UWM astronomer helps identify a new cosmic searchlight

When astronomers located and identified the source of a fast radio burst, or FRB, they became able to employ the distinctive characteristics of the signal measure the material lying between the object and Earth.

David Kaplan, an astronomer at UW-Milwaukee, is a member of the team that searched through data from other telescopes and also helped interpret the data to form a more comprehensive picture of this mysterious event.

“We’ve been able to locate the object and determine its distance – several billion light years away,” Kaplan said. “That’s important because the nature of the radio signals from FRBs indicate how much material they’ve gone through.

On the right are successive views of where the FRB signal came from, including the FRB galaxy at bottom right. (Image provided by David Kaplan)
On the right are successive views of where the FRB signal came from, including the FRB galaxy at bottom right. (Image provided by David Kaplan)

“Most of the gas in the universe isn’t in galaxies. Instead, it lies between them in the ‘intergalactic medium.’ Knowing the distance to this object lets us take a ‘census’ of the intergalactic medium in a way that hasn’t been possible before.”

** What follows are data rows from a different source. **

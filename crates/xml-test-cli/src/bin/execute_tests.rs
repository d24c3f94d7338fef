//! Run an XPath conformance test suite and summarize the results

use std::path::PathBuf;
use std::process::ExitCode;

use anyhow::Context;
use clap::Parser;
use sxd_adapter::SxdEngine;
use xml_engine_traits::XPathEngine;
use xml_test_cli::logging::init_logging;
use xml_test_harness::{run_catalog, Catalog, ExclusionPolicy, RunOptions, Verbosity};

const VERBOSITY_HELP: &str = "\
Verbosity levels:
  0  silent
  1  print the summary (default)
  2  also log errors while executing test cases
  3  also log failed test cases
  4  debug output
  5  full trace, including every test case and expected result";

#[derive(Debug, Parser)]
#[command(name = "execute-tests", version, about, after_help = VERBOSITY_HELP)]
struct Args {
    /// Catalog file of the test suite
    catalog: PathBuf,

    /// Only run test cases whose `set.case` name contains this text
    testcase: Option<String>,

    /// Write a JSON report to this file
    #[arg(short, long, value_name = "FILE")]
    report: Option<PathBuf>,

    /// Verbosity, 0 to 5
    #[arg(short, long, default_value_t = 1, value_parser = clap::value_parser!(u8).range(0..=5))]
    verbose: u8,

    /// JSON file replacing the built-in exclusion lists
    #[arg(short = 'x', long, value_name = "FILE")]
    exclusions: Option<PathBuf>,
}

fn main() -> ExitCode {
    let args = Args::parse();
    let verbosity = Verbosity::new(args.verbose);
    init_logging(verbosity.level_filter());

    if !args.catalog.exists() {
        eprintln!("Error: {} does not exist", args.catalog.display());
        return ExitCode::from(1);
    }

    match execute(&args, verbosity) {
        Ok(()) => ExitCode::SUCCESS,
        Err(err) => {
            eprintln!("Error: {err:#}");
            ExitCode::from(2)
        }
    }
}

fn execute(args: &Args, verbosity: Verbosity) -> anyhow::Result<()> {
    let policy = match &args.exclusions {
        Some(path) => ExclusionPolicy::load(path)?,
        None => ExclusionPolicy::default(),
    };
    let catalog = Catalog::load(&args.catalog)?;

    let engine = SxdEngine::new();
    tracing::debug!(
        engine = engine.engine_name(),
        test_sets = catalog.test_sets.len(),
        test_cases = catalog.test_case_count(),
        "running test suite"
    );

    let options = RunOptions {
        filter: args.testcase.clone(),
        verbosity,
        policy,
    };
    let report = run_catalog(&engine, &catalog, &options)?;

    if verbosity >= Verbosity::SUMMARY {
        println!("{}", report.summary);
    }
    if let Some(path) = &args.report {
        report
            .write_to(path)
            .with_context(|| format!("writing report {}", path.display()))?;
    }
    Ok(())
}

Locating the object required an international alert system that brought several telescopes into play around the world. Prior to this discovery, the FRBs faded before their sources could precisely located.

Astronomers expect to begin finding many more of these objects, revealing both their true nature and employing them for further examination of the matter in the space between galaxies, where the vast majority of the matter in the universe resides.

The team’s work was published in the Feb. 25, 2016, issue of Nature.